Although Lyme disease is becoming more prominent, very few people know about the occurrence of co-infections, which can be transmitted simultaneously with the Borrelia bacteria. One of those co-infections is called ehrlichia. So what is ehrlichia? And what is the connection between ehrlichia and Lyme disease?
Cases of ehrlichia infection in dogs have been long documented, but the first human case was reported in 1986. Like Lyme, which was christened in 1975, ehrlichiosis in humans is a relatively new disease, so medical professionals are still coming to grips with it. It is spread through the bite of an infected tick, and can easily be transmitted to a host at the same time as Lyme (and possibly a number of other co-infections). It is, on the surface at least, not a particularly prominent disease (the CDC, Centers for Disease Control and Prevention, estimates there are about 500 cases per year), but when mixed with Lyme disease, it can create a particularly debilitating cocktail. However, it is worth noting that the number of reported cases is generally assumed to be passive, and the true incidences of ehrlichia infection are thought to be much higher.
The two primary agents of ehrlichiosis in humans are known as E. chaffeensis and E. ewingii. The latter is quite similar to another prominent co-infection, anaplasmosis, and the two are sometimes grouped together as one. The two strains invade separate host cells, with E. chaffeensis targeting monocytes, and E. ewingii seeking out neutrophil granulocytes. So exactly what are the symptoms of ehrlichiosis? Despite the two strains going after different cells, the clinical paths they subsequently take, and the symptoms they manifest in humans, are quite similar. Patients can expect symptoms to develop a week or two after the initial tick bite, with around 70% reporting flu-like symptoms such as headaches, muscle aches, fever, and chills. A distinctive rash, known as a maculopapular rash, can also develop. This rash is distinctively different from the telltale bullseye rash of Lyme; it presents as a flat, red area covered with small, confluent bumps. The symptoms in the early stages of the disease are often unspecific, which of course confounds diagnosis.
Many cases of ehrlichiosis are unproblematic, and patients often experience a complete recovery. However, if the infection is compounded by an underlying immunosuppression disorder, then the complications can be potentially devastating. Unfortunately, Lyme disease is one such disorder. Chronic Lyme can wreak havoc with the patient’s immune response, making them susceptible to all sorts of conditions and issues. The most prominent complications of ehrlichia infection involve the central nervous system, a prolonged, severe fever, coagulopathy, seizures, coma, and a septic-shock like syndrome.

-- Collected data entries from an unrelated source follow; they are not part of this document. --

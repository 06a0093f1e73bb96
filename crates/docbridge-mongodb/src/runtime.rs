//! Worker registry and completion delivery.
//!
//! The [`Registry`] owns a multi-threaded tokio runtime that executes driver
//! phases, and a completion channel that carries finished batons back to
//! where continuations run:
//! - [`DeliveryMode::Dedicated`]: one background thread delivers, so
//!   continuations never run concurrently.
//! - [`DeliveryMode::Polled`]: the caller drains completions with
//!   [`Registry::run_pending`] or [`Registry::wait_pending`].
//!
//! Every submitted task delivers exactly one result to exactly one
//! continuation. A panic inside the driver phase becomes a failure result.

use crossbeam_channel::{unbounded, Receiver, RecvTimeoutError, Sender};
use docbridge_common::{BridgeError, Result};
use futures::FutureExt;
use parking_lot::Mutex;
use serde_json::Value as JsonValue;
use std::any::Any;
use std::panic::AssertUnwindSafe;
use std::sync::atomic::{AtomicBool, AtomicU64, Ordering};
use std::sync::Arc;
use std::thread::{self, JoinHandle, ThreadId};
use std::time::{Duration, Instant};
use tokio::runtime::{Handle, Runtime};
use tracing::{debug, error, info, warn};

use crate::baton::{Baton, Continuation};
use crate::config::{BridgeConfig, DeliveryMode};
use crate::operation::{self, failure_value, OpKind};
use crate::server::ConnectionState;

/// How long shutdown waits for in-flight tasks
const SHUTDOWN_GRACE: Duration = Duration::from_secs(30);

/// Result of a driver phase
pub(crate) enum Outcome {
    Done(Baton),
    Panicked(String),
}

impl Outcome {
    pub(crate) fn shape(&self) -> (bool, JsonValue) {
        match self {
            Outcome::Done(baton) => operation::shape(baton),
            Outcome::Panicked(message) => (true, failure_value(message, -1)),
        }
    }
}

struct Completion {
    kind: OpKind,
    outcome: Outcome,
    continuation: Continuation,
}

enum DeliveryCommand {
    Deliver(Completion),
    Shutdown,
}

#[derive(Debug, Default)]
struct Counters {
    submitted: AtomicU64,
    completed: AtomicU64,
    in_flight: AtomicU64,
    connections: AtomicU64,
    batons_released: AtomicU64,
    documents_released: AtomicU64,
}

/// Holds an in-flight slot for the duration of a synchronous driver phase
struct Admission<'a>(&'a Counters);

impl Drop for Admission<'_> {
    fn drop(&mut self) {
        self.0.in_flight.fetch_sub(1, Ordering::SeqCst);
    }
}

/// Snapshot of registry counters
#[derive(Debug, Clone, Copy, Default, PartialEq, Eq)]
pub struct RegistryStats {
    pub tasks_submitted: u64,
    pub tasks_completed: u64,
    pub connections_created: u64,
    pub batons_released: u64,
    pub documents_released: u64,
}

struct Inner {
    config: BridgeConfig,
    runtime: Mutex<Option<Runtime>>,
    handle: Handle,
    sender: Sender<DeliveryCommand>,
    receiver: Receiver<DeliveryCommand>,
    delivery_thread: Mutex<Option<JoinHandle<()>>>,
    delivery_thread_id: Option<ThreadId>,
    running: AtomicBool,
    counters: Arc<Counters>,
}

/// Process-wide worker pool and delivery context.
///
/// Cloning yields another handle to the same registry. It shuts down on
/// [`Registry::shutdown`] or when the last handle is dropped.
#[derive(Clone)]
pub struct Registry {
    inner: Arc<Inner>,
}

impl Registry {
    pub fn start(config: BridgeConfig) -> Result<Self> {
        let runtime = tokio::runtime::Builder::new_multi_thread()
            .worker_threads(config.workers.max(1))
            .thread_name("docbridge-worker")
            .enable_all()
            .build()
            .map_err(|e| BridgeError::Runtime(format!("Failed to start worker runtime: {}", e)))?;
        let handle = runtime.handle().clone();

        let (sender, receiver) = unbounded::<DeliveryCommand>();
        let counters = Arc::new(Counters::default());

        let delivery_thread = match config.delivery {
            DeliveryMode::Dedicated => {
                let thread_receiver = receiver.clone();
                let thread_counters = Arc::clone(&counters);
                let thread = thread::Builder::new()
                    .name("docbridge-delivery".to_string())
                    .spawn(move || Self::delivery_loop(thread_receiver, thread_counters))
                    .map_err(|e| BridgeError::Runtime(format!("Failed to start delivery thread: {}", e)))?;
                Some(thread)
            }
            DeliveryMode::Polled => None,
        };
        let delivery_thread_id = delivery_thread.as_ref().map(|t| t.thread().id());

        info!(workers = config.workers, delivery = ?config.delivery, "Registry started");

        Ok(Self {
            inner: Arc::new(Inner {
                config,
                runtime: Mutex::new(Some(runtime)),
                handle,
                sender,
                receiver,
                delivery_thread: Mutex::new(delivery_thread),
                delivery_thread_id,
                running: AtomicBool::new(true),
                counters,
            }),
        })
    }

    pub fn config(&self) -> &BridgeConfig {
        &self.inner.config
    }

    pub fn is_running(&self) -> bool {
        self.inner.running.load(Ordering::SeqCst)
    }

    pub fn stats(&self) -> RegistryStats {
        let counters = &self.inner.counters;
        RegistryStats {
            tasks_submitted: counters.submitted.load(Ordering::SeqCst),
            tasks_completed: counters.completed.load(Ordering::SeqCst),
            connections_created: counters.connections.load(Ordering::SeqCst),
            batons_released: counters.batons_released.load(Ordering::SeqCst),
            documents_released: counters.documents_released.load(Ordering::SeqCst),
        }
    }

    /// Stop accepting work, wait for in-flight tasks and deliver their
    /// results, then stop the workers. Idempotent.
    pub fn shutdown(&self) {
        self.inner.shutdown();
    }

    /// Deliver every completion already queued, on the calling thread.
    /// Returns the number delivered. Does nothing in dedicated mode.
    pub fn run_pending(&self) -> usize {
        if self.inner.config.delivery != DeliveryMode::Polled {
            return 0;
        }
        let mut delivered = 0;
        while let Ok(command) = self.inner.receiver.try_recv() {
            if let DeliveryCommand::Deliver(completion) = command {
                deliver(completion, &self.inner.counters);
                delivered += 1;
            }
        }
        delivered
    }

    /// Block until at least one completion arrives or `timeout` passes, then
    /// deliver everything queued. Returns the number delivered.
    pub fn wait_pending(&self, timeout: Duration) -> usize {
        if self.inner.config.delivery != DeliveryMode::Polled {
            return 0;
        }
        match self.inner.receiver.recv_timeout(timeout) {
            Ok(DeliveryCommand::Deliver(completion)) => {
                deliver(completion, &self.inner.counters);
                1 + self.run_pending()
            }
            Ok(DeliveryCommand::Shutdown) | Err(RecvTimeoutError::Timeout) => self.run_pending(),
            Err(RecvTimeoutError::Disconnected) => 0,
        }
    }

    /// Wait until every submitted task has been delivered
    pub fn wait_idle(&self, timeout: Duration) -> bool {
        let deadline = Instant::now() + timeout;
        loop {
            let stats = self.stats();
            if stats.tasks_completed >= stats.tasks_submitted {
                return true;
            }
            if Instant::now() >= deadline {
                return false;
            }
            if self.inner.config.delivery == DeliveryMode::Polled {
                self.wait_pending(Duration::from_millis(10));
            } else {
                thread::sleep(Duration::from_millis(2));
            }
        }
    }

    pub(crate) fn connection_created(&self) {
        self.inner.counters.connections.fetch_add(1, Ordering::SeqCst);
    }

    fn ensure_running(&self) -> Result<()> {
        if self.is_running() {
            Ok(())
        } else {
            Err(BridgeError::Runtime("Registry is not running".to_string()))
        }
    }

    /// Take an in-flight slot, or fail if shutdown has begun.
    ///
    /// The slot is taken before `running` is read, so a concurrent shutdown
    /// either rejects this call or waits for it.
    fn admit(&self) -> Result<()> {
        let counters = &self.inner.counters;
        counters.in_flight.fetch_add(1, Ordering::SeqCst);
        if self.inner.running.load(Ordering::SeqCst) {
            Ok(())
        } else {
            counters.in_flight.fetch_sub(1, Ordering::SeqCst);
            Err(BridgeError::Runtime("Registry is not running".to_string()))
        }
    }

    /// Run the driver phase on the calling thread
    pub(crate) fn run_sync(&self, baton: Baton, connection: &Arc<ConnectionState>) -> Result<Outcome> {
        if !baton.kind().uses_driver() {
            self.ensure_running()?;
            return Ok(Outcome::Done(baton));
        }
        if Handle::try_current().is_ok() {
            return Err(BridgeError::Runtime(
                "Synchronous call made from inside an async runtime".to_string(),
            ));
        }
        self.admit()?;
        let _slot = Admission(&self.inner.counters);
        let phase = AssertUnwindSafe(driver_phase(baton, Arc::clone(connection))).catch_unwind();
        Ok(match self.inner.handle.block_on(phase) {
            Ok(baton) => Outcome::Done(baton),
            Err(payload) => Outcome::Panicked(panic_message(payload)),
        })
    }

    /// Release a finished synchronous call's baton
    pub(crate) fn retire(&self, outcome: Outcome) {
        retire(outcome, &self.inner.counters);
    }

    /// Hand a baton to the worker pool; its continuation runs on delivery
    pub(crate) fn submit(&self, mut baton: Baton, connection: Arc<ConnectionState>) -> Result<()> {
        let continuation = baton.continuation.take().ok_or(BridgeError::Unprocessable)?;
        let kind = baton.kind();

        self.admit()?;
        let counters = Arc::clone(&self.inner.counters);
        counters.submitted.fetch_add(1, Ordering::SeqCst);

        let sender = self.inner.sender.clone();
        self.inner.handle.spawn(async move {
            let outcome = match AssertUnwindSafe(driver_phase(baton, connection)).catch_unwind().await {
                Ok(baton) => Outcome::Done(baton),
                Err(payload) => {
                    let message = panic_message(payload);
                    error!(op = kind.name(), %message, "Driver phase panicked");
                    Outcome::Panicked(message)
                }
            };
            let completion = Completion {
                kind,
                outcome,
                continuation,
            };
            if sender.send(DeliveryCommand::Deliver(completion)).is_err() {
                error!(op = kind.name(), "Completion channel closed; result dropped");
            }
            counters.in_flight.fetch_sub(1, Ordering::SeqCst);
        });
        Ok(())
    }

    fn delivery_loop(receiver: Receiver<DeliveryCommand>, counters: Arc<Counters>) {
        debug!("Delivery thread started");
        loop {
            match receiver.recv() {
                Ok(DeliveryCommand::Deliver(completion)) => deliver(completion, &counters),
                Ok(DeliveryCommand::Shutdown) => {
                    debug!("Delivery thread received shutdown");
                    break;
                }
                Err(_) => break,
            }
        }
    }
}

impl Inner {
    fn shutdown(&self) {
        if !self.running.swap(false, Ordering::SeqCst) {
            return;
        }
        info!("Registry shutting down");

        let deadline = Instant::now() + SHUTDOWN_GRACE;
        while self.counters.in_flight.load(Ordering::SeqCst) > 0 {
            if Instant::now() >= deadline {
                warn!(
                    in_flight = self.counters.in_flight.load(Ordering::SeqCst),
                    "Shutdown grace period elapsed with tasks still running"
                );
                break;
            }
            thread::sleep(Duration::from_millis(2));
        }

        match self.config.delivery {
            DeliveryMode::Dedicated => {
                // Queued after every completion, so those are delivered first
                let _ = self.sender.send(DeliveryCommand::Shutdown);
                let on_delivery_thread = self.delivery_thread_id == Some(thread::current().id());
                if let Some(handle) = self.delivery_thread.lock().take() {
                    if !on_delivery_thread && handle.join().is_err() {
                        error!("Delivery thread panicked");
                    }
                }
            }
            DeliveryMode::Polled => {
                while let Ok(command) = self.receiver.try_recv() {
                    if let DeliveryCommand::Deliver(completion) = command {
                        deliver(completion, &self.counters);
                    }
                }
            }
        }

        if let Some(runtime) = self.runtime.lock().take() {
            runtime.shutdown_background();
        }
        info!("Registry stopped");
    }
}

impl Drop for Inner {
    fn drop(&mut self) {
        self.shutdown();
    }
}

/// Run the continuation, then release the baton
fn deliver(completion: Completion, counters: &Counters) {
    let Completion {
        kind,
        outcome,
        continuation,
    } = completion;
    let (error, value) = outcome.shape();
    if std::panic::catch_unwind(AssertUnwindSafe(|| continuation(error, value))).is_err() {
        error!(op = kind.name(), "Continuation panicked");
    }
    retire(outcome, counters);
    counters.completed.fetch_add(1, Ordering::SeqCst);
}

/// Release the baton's arena and count it
fn retire(outcome: Outcome, counters: &Counters) {
    if let Outcome::Done(mut baton) = outcome {
        let released = baton.release();
        counters.batons_released.fetch_add(1, Ordering::SeqCst);
        counters.documents_released.fetch_add(released as u64, Ordering::SeqCst);
    }
}

/// The only phase that touches the driver. Holds the connection's lock for
/// the duration of the call.
async fn driver_phase(mut baton: Baton, connection: Arc<ConnectionState>) -> Baton {
    if !baton.kind().uses_driver() {
        return baton;
    }
    let mut driver = connection.driver.lock().await;
    operation::execute(&mut baton, &mut **driver).await;
    drop(driver);

    if baton.error().is_none() {
        match baton.kind() {
            OpKind::Open => connection.mark_open(baton.target.clone()),
            OpKind::Close => connection.mark_closed(),
            _ => {}
        }
    }
    baton
}

fn panic_message(payload: Box<dyn Any + Send>) -> String {
    let detail = if let Some(s) = payload.downcast_ref::<&str>() {
        (*s).to_string()
    } else if let Some(s) = payload.downcast_ref::<String>() {
        s.clone()
    } else {
        "unknown panic".to_string()
    };
    format!("Operation panicked: {}", detail)
}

Early diagnosis of the disease is critical, as it is with Lyme disease. Minnesota-based specialists Infectolab know all about the importance of co-infections, and how crucial it is to catch them simultaneously with Lyme. Traditionally, an ELISpot test (a blood test with a wide range of applications) has been used to test for Lyme disease. Unfortunately, this test is not specific enough for the subtleties of chronic Lyme, and all too often returned a false negative. Realizing the limitations of this test, Infectolab and the German-based BCA-clinic aided the development of a new ELISpot test, designed to catch Lyme and its co-infections the first time around. This new ELISpot test is unique in that it tests the patient’s sample for two types of T-cells (key cells utilized by our immune system), both killer and memory. Lyme is a disease of inflammation as much as it is infection, and both spectrums of symptoms need to be addressed at the same time. The presence of killer T-cells indicates an active infection, while the presence of memory T-cells indicates a dormant, more chronic stage of the disease.
The new ELISpot test for ehrlichia can also potentially diagnose a number of Lyme co-infections, by specifically searching for antigens produced by the disease in question. Ehrlichiosis is one of these diseases, along with numerous others like bartonellosis and babesiosis. Because Lyme is such a vague disorder which gives doctors little to no concrete information to act on, specific tests like the new ELISpot are drastically needed to level the playing field. Initiatives like this are a great step forward for Lyme disease treatments across the world. Hopefully other institutions follow suit, and work towards giving their patients a better understanding of the challenges they face when it comes to Lyme disease and its co-infections.